Here's the thread on Skepchick:

http://skepchick.org/2011/06/ai-blinded-by-the-white/#comments

The atheist equality vultures are really swooping in for the kill. And coming from an Indian darky like me, I really feel sorry for white guys. I'm on board with groups being more inclusive but this is just beyond insanity IMO. A white guy should refuse to be on a panel of white guys. The author even goes as far as saying that a white guy needs to be told not to participate on such a panel. The article comes across as a liberal meal with a bad fascist aftertaste. This is not the way to move forward.

The argument is that scientific panels consist of mainly white males because of their "privileged" status in society. And perish the thought that you may disagree with this statement lest you wish to be branded as racist and sexist. And even if there is this "white male privilege" is coercion the way forward to "equality"?

This weekend I watched Kubrick's 2001: A Space Odessey, a few episodes of Sagan's Cosmos, read Hawking's the Grand Design, listened to a few tracks by Rush (Freewill in particular), watched a round table discussion on consciousness among a group of scientists and I ended the day spending time at a coffee shop with a few friends. The artists, actors, scientists, musicians and friends who were part of my nerdfest all happen to be white. Should I therefore be thought policing my daily activities to make sure that there is diversity? Should I flagellate myself for not recognizing the "white privilege" and not making the conscious decision to find something black or female or Indian for that matter? Should I have included a Bollywood flick on my weekend schedule and then say to the world "Aha!!! I'm so wonderful because I support diversity!!!".

Folks, I'm not saying there is no bias that needs fixing. I have admitted my own unconscious bias. Remember the tale of the man and his son who got in a car wreck and the father dies.
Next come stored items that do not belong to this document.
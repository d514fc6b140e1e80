//! DNS record management
//!
//! Typed record reconciliation against a single remote zone.
//!
//! ## Architecture
//!
//! ```text
//! Provisioning → DnsRecordManager → ZoneProvider ─┬─ CloudflareZone (HTTPS API)
//!   (A records,     (reconcile /        (seam)     └─ InMemoryZone   (dev, tests)
//!    TXT proofs)     exists / delete)
//! ```
//!
//! ## Components
//!
//! - `types`: record type, record and error definitions
//! - `provider`: the zone provider capability trait
//! - `cloudflare`: Cloudflare v4 API provider
//! - `memory`: in-process provider
//! - `manager`: idempotent create-or-update, existence polling, idempotent delete

pub mod cloudflare;
pub mod manager;
pub mod memory;
pub mod provider;
pub mod types;

pub use cloudflare::{CloudflareAuth, CloudflareZone};
pub use manager::DnsRecordManager;
pub use memory::InMemoryZone;
pub use provider::ZoneProvider;
pub use types::{DnsError, DnsRecord, DnsResult, RecordType};

/// Label prefix under which DNS-01 proofs are published
pub const ACME_CHALLENGE_LABEL: &str = "_acme-challenge";

/// Full name of the DNS-01 proof record for `domain`
pub fn challenge_record_name(domain: &str) -> String {
    format!("{}.{}", ACME_CHALLENGE_LABEL, domain.trim_end_matches('.'))
}
//! OTS Certificate Server Entry Point
//!
//! Provisions itself (address, hostname, certificate, A record) and then
//! serves the registration API:
//!
//! - `POST /register` - assign a hostname to a client and publish its A record
//! - `POST /get_certificate` - issue a DNS-01 validated certificate for it
//!
//! ## Usage
//!
//! ```bash
//! # Run with ./ots-cert-server.toml
//! ots-cert-server
//!
//! # Run with a custom config file, taking the address from eth1
//! ots-cert-server --config /etc/ots/server.toml --interface eth1
//!
//! # Print the effective configuration (secrets redacted)
//! ots-cert-server --dump-config
//! ```
//!
//! ## Configuration
//!
//! TOML file plus `OTS_CERT_CLOUDFLARE_API_TOKEN` for the DNS API token.
//! `RUST_LOG` overrides the log level.

use std::net::{IpAddr, SocketAddr};
use std::path::PathBuf;
use std::sync::Arc;

use anyhow::Context;
use clap::Parser;
use tracing::{info, warn, Level};
use tracing_subscriber::{EnvFilter, FmtSubscriber};
use uuid::Uuid;

use ots_cert_server::acme::{DomainValidator, LetsEncrypt};
use ots_cert_server::api::ProvisioningService;
use ots_cert_server::certs::CertificateManager;
use ots_cert_server::config::{Config, DnsProviderKind};
use ots_cert_server::dns::{
    CloudflareAuth, CloudflareZone, DnsRecordManager, InMemoryZone, RecordType, ZoneProvider,
};
use ots_cert_server::names::WordPairGenerator;
use ots_cert_server::net::local_ipv4;
use ots_cert_server::registry::RegistrationStore;
use ots_cert_server::retry::{Sleeper, TokioSleeper};
use ots_cert_server::tls::{bind, build_tls_config, serve_http, serve_https};

/// OTS Certificate Server
#[derive(Parser, Debug)]
#[command(name = "ots-cert-server")]
#[command(author = "OTS Cert Team")]
#[command(version)]
#[command(about = "Hands out hostnames and DNS-01 validated certificates", long_about = None)]
struct Args {
    /// Path to configuration file (TOML format)
    #[arg(short, long, default_value = "ots-cert-server.toml")]
    config: PathBuf,

    /// Print the effective configuration with secrets redacted and exit
    #[arg(long)]
    dump_config: bool,

    /// Network interface to take the server's own address from
    #[arg(short, long)]
    interface: Option<String>,

    /// Enable verbose logging
    #[arg(short, long)]
    verbose: bool,
}

fn init_logging(verbose: bool) -> anyhow::Result<()> {
    let log_level = if verbose { Level::DEBUG } else { Level::INFO };
    let filter = EnvFilter::try_from_default_env()
        .unwrap_or_else(|_| EnvFilter::new(log_level.as_str().to_lowercase()));

    let subscriber = FmtSubscriber::builder()
        .with_env_filter(filter)
        .with_target(true)
        .with_thread_ids(false)
        .with_file(false)
        .with_line_number(false)
        .finish();

    tracing::subscriber::set_global_default(subscriber)
        .context("Failed to set tracing subscriber")
}

fn load_config(args: &Args) -> anyhow::Result<Config> {
    let mut config = if args.config.exists() {
        Config::from_file(&args.config)
            .with_context(|| format!("Failed to load {}", args.config.display()))?
    } else {
        warn!("Config file {} not found, using defaults", args.config.display());
        Config::default()
    };

    config.apply_env_overrides();
    if let Some(interface) = &args.interface {
        config.interface = Some(interface.clone());
    }

    Ok(config)
}

async fn build_zone_provider(config: &Config) -> anyhow::Result<Arc<dyn ZoneProvider>> {
    match config.dns.provider {
        DnsProviderKind::Cloudflare => {
            let cf = &config.cloudflare;
            let auth = match (&cf.api_token, &cf.api_email, &cf.api_key) {
                (Some(token), _, _) => CloudflareAuth::Token(token.clone()),
                (None, Some(email), Some(key)) => CloudflareAuth::Key {
                    email: email.clone(),
                    key: key.clone(),
                },
                _ => anyhow::bail!("Cloudflare credentials missing"),
            };

            let zone = CloudflareZone::connect(&config.domain, auth, config.dns.record_ttl)
                .await
                .with_context(|| format!("Failed to open Cloudflare zone {}", config.domain))?;
            info!("DNS provider: cloudflare (zone {})", zone.zone_id());
            Ok(Arc::new(zone))
        }
        DnsProviderKind::Memory => {
            warn!("DNS provider: memory - records are not published anywhere");
            Ok(Arc::new(InMemoryZone::new()))
        }
    }
}

/// The label the server runs under, registered so no client can receive it
async fn own_hostname(
    config: &Config,
    store: &RegistrationStore,
    ip: IpAddr,
) -> anyhow::Result<String> {
    match &config.hostname {
        Some(hostname) => {
            if store.find_by_hostname(hostname).await?.is_none() {
                store.claim_hostname(Uuid::new_v4(), hostname, ip).await?;
            }
            Ok(hostname.clone())
        }
        None => {
            let registration = store.register_client(Uuid::new_v4(), ip).await?;
            info!(
                "Allocated hostname {}; set `hostname` in the config to keep it across restarts",
                registration.hostname
            );
            Ok(registration.hostname)
        }
    }
}

#[tokio::main]
async fn main() -> anyhow::Result<()> {
    let args = Args::parse();
    init_logging(args.verbose)?;

    info!("Starting OTS Certificate Server v{}", env!("CARGO_PKG_VERSION"));

    let config = load_config(&args)?;
    if args.dump_config {
        println!("{}", toml::to_string_pretty(&config.redacted())?);
        return Ok(());
    }
    config.validate()?;

    let store = Arc::new(
        RegistrationStore::open(&config.database_path, Arc::new(WordPairGenerator::new()))
            .with_context(|| {
                format!("Failed to open registration store {}", config.database_path.display())
            })?,
    );
    info!("Registration store: {}", config.database_path.display());

    let dns = DnsRecordManager::new(build_zone_provider(&config).await?);

    let sleeper: Arc<dyn Sleeper> = Arc::new(TokioSleeper);
    let authority = Arc::new(LetsEncrypt::new(
        &config.acme.directory_url,
        config.acme.contact_email.clone(),
        config.acme.certificate_poll(),
        sleeper.clone(),
    ));
    let validator = Arc::new(DomainValidator::new(
        authority,
        dns.clone(),
        sleeper,
        config.acme.validation_timing(),
    ));
    info!("ACME directory: {}", config.acme.directory_url);

    let ip = match config.public_ip {
        Some(ip) => ip,
        None => IpAddr::V4(
            local_ipv4(config.interface.as_deref()).context("Failed to determine server address")?,
        ),
    };
    let hostname = own_hostname(&config, &store, ip).await?;
    let fqdn = config.fqdn(&hostname);
    info!("Server identity: {} ({})", fqdn, ip);

    let web = &config.web_server;
    if web.tls {
        CertificateManager::new(validator.clone())
            .ensure_certificate(&fqdn, &web.cert_filename, &web.key_filename, web.csr_filename.as_deref())
            .await
            .with_context(|| format!("Failed to obtain a certificate for {}", fqdn))?;
    } else {
        info!("TLS disabled, skipping server certificate");
    }

    dns.reconcile(RecordType::A, &fqdn, &ip.to_string())
        .await
        .with_context(|| format!("Failed to publish A record for {}", fqdn))?;

    let service = Arc::new(ProvisioningService::new(store, dns, validator, &config.domain));
    let listener = bind(SocketAddr::new(web.ip, web.port)).await?;

    let tls_config = if web.tls {
        Some(build_tls_config(&web.cert_filename, &web.key_filename)?)
    } else {
        None
    };
    let serve = async move {
        match tls_config {
            Some(tls_config) => serve_https(listener, tls_config, service).await,
            None => serve_http(listener, service).await,
        }
    };

    tokio::select! {
        _ = serve => {}
        _ = tokio::signal::ctrl_c() => info!("Shutting down"),
    }

    Ok(())
}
The son is rushed to the hospital and the chief surgeon says I can't operate on this boy for he is my son. I immediately answered this riddle by claiming that the boy was adopted and the surgeon was his real father. Not once did it cross my mind that the chief of surgery was the boy's mother. I admitted my gender bias here and without any coercion whatsoever, I learned from this riddle to improve myself. And no one forced me to think this way.

I'm sad to say this but sites like Skepchick are no longer my cup of tea. IMO atheist women and minorities will not be empowered by articles that mandate sticking it to white guys who have really done nothing wrong.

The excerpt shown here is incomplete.